Amazon might not be happy about it, but at least part of the success of their Fire TV Stick was due to the large hacking and modification scene that cropped up around the Android-powered device. A quick search on YouTube for “Fire Stick Hack” will bring up a seemingly endless array of videos, some with millions of views, which will show viewers how to install unofficial software on the little media dongle. Now it looks like their latest media device, the Fire TV Cube, is starting to attract the same kind of attention.
The team at [Exploitee.rs] has recently taken the wraps off their research which shows the new Fire TV Cube can be rooted with nothing more than an Arduino and an HDMI cable you’re willing to cut apart. Of course, it’s a bit more complicated than just that, but between the video they’ve provided and their WiKi, it looks like all the information is out there for anyone who wants to crack open their own Cube. Just don’t be surprised if it puts you on the Amazon Naughty List.

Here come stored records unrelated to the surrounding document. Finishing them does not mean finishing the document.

//! Connection lifecycle: probing, connecting and closing.

use std::sync::atomic::{AtomicBool, AtomicU64, Ordering};
use std::sync::Arc;
use std::time::Duration;

use futures::StreamExt;
use serde_json::{json, Value};
use tokio::sync::{mpsc, oneshot, watch};
use tokio::task::JoinHandle;
use tokio_tungstenite::connect_async;
use tokio_util::sync::CancellationToken;
use tracing::{debug, info, warn};

use crate::error::{ConnectStage, ConnectionError, SubscribeError, TransportError};
use crate::event::ChainEvent;
use crate::multiplexer::{Command, Driver, Listener, Subscription, SubscriptionHandle};
use crate::types::{
    websocket_url, Channel, ConnectionState, NodeStatus, StatusRaw, StreamConfig, SubscriptionStatus,
};

/// Check whether a node accepts WebSocket connections.
///
/// Opens a transient connection and closes it again; resolves `false` on
/// failure or when `timeout` elapses. The transient socket is released on
/// every path.
pub async fn probe(address: &str, timeout: Duration) -> bool {
    let url = websocket_url(address);
    let attempt = async {
        let (mut ws, _) = connect_async(url.as_str()).await?;
        let _ = ws.close(None).await;
        Ok::<_, TransportError>(())
    };

    match tokio::time::timeout(timeout, attempt).await {
        Ok(Ok(())) => {
            debug!(%url, "probe succeeded");
            true
        }
        Ok(Err(e)) => {
            debug!(%url, error = %e, "probe failed");
            false
        }
        Err(_) => {
            debug!(%url, ?timeout, "probe timed out");
            false
        }
    }
}

/// Connect to a node and run its liveness check.
pub async fn connect(address: &str) -> Result<Connection, ConnectionError> {
    let state = Arc::new(watch::Sender::new(ConnectionState::Connecting));
    let result = Connection::establish(address, Arc::clone(&state)).await;
    if result.is_err() {
        state.send_replace(ConnectionState::Failed);
    }
    result
}

/// An open connection to a node.
///
/// Dropping the connection shuts it down; [`close`](Connection::close) does
/// the same and waits for the shutdown to finish.
#[derive(Debug)]
pub struct Connection {
    address: String,
    status: NodeStatus,
    commands: mpsc::UnboundedSender<Command>,
    state: watch::Receiver<ConnectionState>,
    shutdown: CancellationToken,
    driver: Option<JoinHandle<()>>,
    next_listener: AtomicU64,
}

impl Connection {
    async fn establish(
        address: &str,
        state: Arc<watch::Sender<ConnectionState>>,
    ) -> Result<Self, ConnectionError> {
        state.send_replace(ConnectionState::Connecting);
        let url = websocket_url(address);

        let (ws, _) = connect_async(url.as_str())
            .await
            .map_err(|e| ConnectionError::new(address, ConnectStage::Handshake, e.into()))?;

        let (commands, rx) = mpsc::unbounded_channel();
        let shutdown = CancellationToken::new();
        let driver = Driver::new(ws, rx, shutdown.clone(), Arc::clone(&state));

        let mut conn = Connection {
            address: address.to_string(),
            status: NodeStatus::default(),
            commands,
            state: state.subscribe(),
            shutdown,
            driver: Some(tokio::spawn(driver.run())),
            next_listener: AtomicU64::new(0),
        };

        let status = conn
            .request("status", json!({}))
            .await
            .and_then(|v| Ok(NodeStatus::from(serde_json::from_value::<StatusRaw>(v)?)));
        match status {
            Ok(status) => conn.status = status,
            Err(e) => {
                conn.close().await;
                return Err(ConnectionError::new(address, ConnectStage::Status, e));
            }
        }

        state.send_replace(ConnectionState::Connected);
        info!(
            %url,
            network = %conn.status.network,
            height = conn.status.latest_block_height,
            "connected to node"
        );
        Ok(conn)
    }

    /// The address this connection was opened with.
    pub fn address(&self) -> &str {
        &self.address
    }

    /// Health-check result captured at connect time.
    pub fn node_status(&self) -> &NodeStatus {
        &self.status
    }

    /// Current connection state.
    pub fn state(&self) -> ConnectionState {
        *self.state.borrow()
    }

    /// Whether the connection is open.
    pub fn is_connected(&self) -> bool {
        self.state() == ConnectionState::Connected
    }

    /// Watch state transitions, e.g. to notice a transport failure.
    pub fn watch_state(&self) -> watch::Receiver<ConnectionState> {
        self.state.clone()
    }

    /// Subscribe to a channel.
    ///
    /// Every subscription on the same channel sees the same events in the
    /// same order.
    pub async fn subscribe(&self, channel: Channel) -> Result<Subscription, SubscribeError> {
        if !self.is_connected() {
            return Err(SubscribeError::NotConnected);
        }

        let id = self.next_listener.fetch_add(1, Ordering::Relaxed);
        let torn_down = Arc::new(AtomicBool::new(false));
        let (events, rx) = mpsc::unbounded_channel();
        let (reply, registered) = oneshot::channel();

        self.commands
            .send(Command::Subscribe {
                channel,
                listener: Listener {
                    id,
                    events,
                    torn_down: Arc::clone(&torn_down),
                },
                reply,
            })
            .map_err(|_| SubscribeError::NotConnected)?;
        registered.await.map_err(|_| SubscribeError::NotConnected)?;

        let handle = SubscriptionHandle::new(id, channel, torn_down, self.commands.clone());
        Ok(Subscription::new(handle, rx))
    }

    /// Subscribe to a channel and invoke `on_event` for each event, in
    /// arrival order, on a spawned task.
    ///
    /// No callback runs once the subscription is torn down.
    pub async fn subscribe_with<F>(
        &self,
        channel: Channel,
        mut on_event: F,
    ) -> Result<SubscriptionHandle, SubscribeError>
    where
        F: FnMut(ChainEvent) + Send + 'static,
    {
        let mut subscription = self.subscribe(channel).await?;
        let handle = subscription.handle();
        let watcher = handle.clone();
        tokio::spawn(async move {
            while let Some(event) = subscription.next().await {
                if watcher.status() != SubscriptionStatus::Active {
                    break;
                }
                on_event(event);
            }
        });
        Ok(handle)
    }

    /// Close the connection, tearing down all subscriptions.
    pub async fn close(mut self) {
        let _ = self.commands.send(Command::Close);
        if let Some(driver) = self.driver.take() {
            if let Err(e) = driver.await {
                warn!(error = %e, "connection driver ended abnormally");
            }
        }
    }

    async fn request(&self, method: &'static str, params: Value) -> Result<Value, TransportError> {
        let (reply, response) = oneshot::channel();
        self.commands
            .send(Command::Request {
                method,
                params,
                reply,
            })
            .map_err(|_| TransportError::Closed)?;
        response.await.map_err(|_| TransportError::Closed)?
    }
}

impl Drop for Connection {
    fn drop(&mut self) {
        self.shutdown.cancel();
    }
}

/// Owns at most one connection for a consumer and tracks its state.
#[derive(Debug)]
pub struct ConnectionManager {
    config: StreamConfig,
    state: Arc<watch::Sender<ConnectionState>>,
    connection: Option<Connection>,
}

impl ConnectionManager {
    /// Create a manager; no connection is opened yet.
    pub fn new(config: StreamConfig) -> Self {
        Self {
            config,
            state: Arc::new(watch::Sender::new(ConnectionState::Disconnected)),
            connection: None,
        }
    }

    /// The configuration this manager was built with.
    pub fn config(&self) -> &StreamConfig {
        &self.config
    }

    /// Current connection state.
    pub fn state(&self) -> ConnectionState {
        *self.state.borrow()
    }

    /// Watch state transitions.
    pub fn watch_state(&self) -> watch::Receiver<ConnectionState> {
        self.state.subscribe()
    }

    /// Probe the configured address with the configured timeout.
    pub async fn probe(&self) -> bool {
        probe(&self.config.address, self.config.probe_timeout).await
    }

    /// Open the connection, closing any previous one first.
    pub async fn connect(&mut self) -> Result<&Connection, ConnectionError> {
        if let Some(old) = self.connection.take() {
            old.close().await;
        }

        match Connection::establish(&self.config.address, Arc::clone(&self.state)).await {
            Ok(conn) => Ok(&*self.connection.insert(conn)),
            Err(e) => {
                warn!(error = %e, "connect failed");
                self.state.send_replace(ConnectionState::Failed);
                Err(e)
            }
        }
    }

    /// The open connection, if any.
    pub fn connection(&self) -> Option<&Connection> {
        self.connection.as_ref()
    }

    /// Close the connection, if one is open.
    pub async fn close(&mut self) {
        if let Some(conn) = self.connection.take() {
            conn.close().await;
        }
        self.state.send_replace(ConnectionState::Disconnected);
    }
}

The process starts by putting the device’s Amlogic S905Z into Device Firmware Upgrade (DFU) mode, which is done by sending the string “boot@USB” to the board over the HDMI port’s I2C interface. That’s where the HDMI cable comes in: you can cut into one and wire it right up to your Arduino and run the sketch [Exploitee.rs] has provided to send the appropriate command. Of course, if you want to get fancy, you could use an HDMI breakout board instead.
With the board in DFU mode in you gain read and write access to the device’s eMMC flash, but that doesn’t exactly get you in because there’s still secure boot to contend with. But as these things tend to go, the team was able to identify a second exploit which could be used in conjunction with DFU mode to trick the device into disabling signature verification. Now with the ability to run unsigned code on the Fire TV Cube, [Exploitee.rs] implemented fastboot to make it easier to flash their custom rooted firmware images to the hardware.
As with the Fire TV Stick before it, make sure you understand the risks involved when you switch off a device’s security features. They’re often there to protect the end user as much as the manufacturer.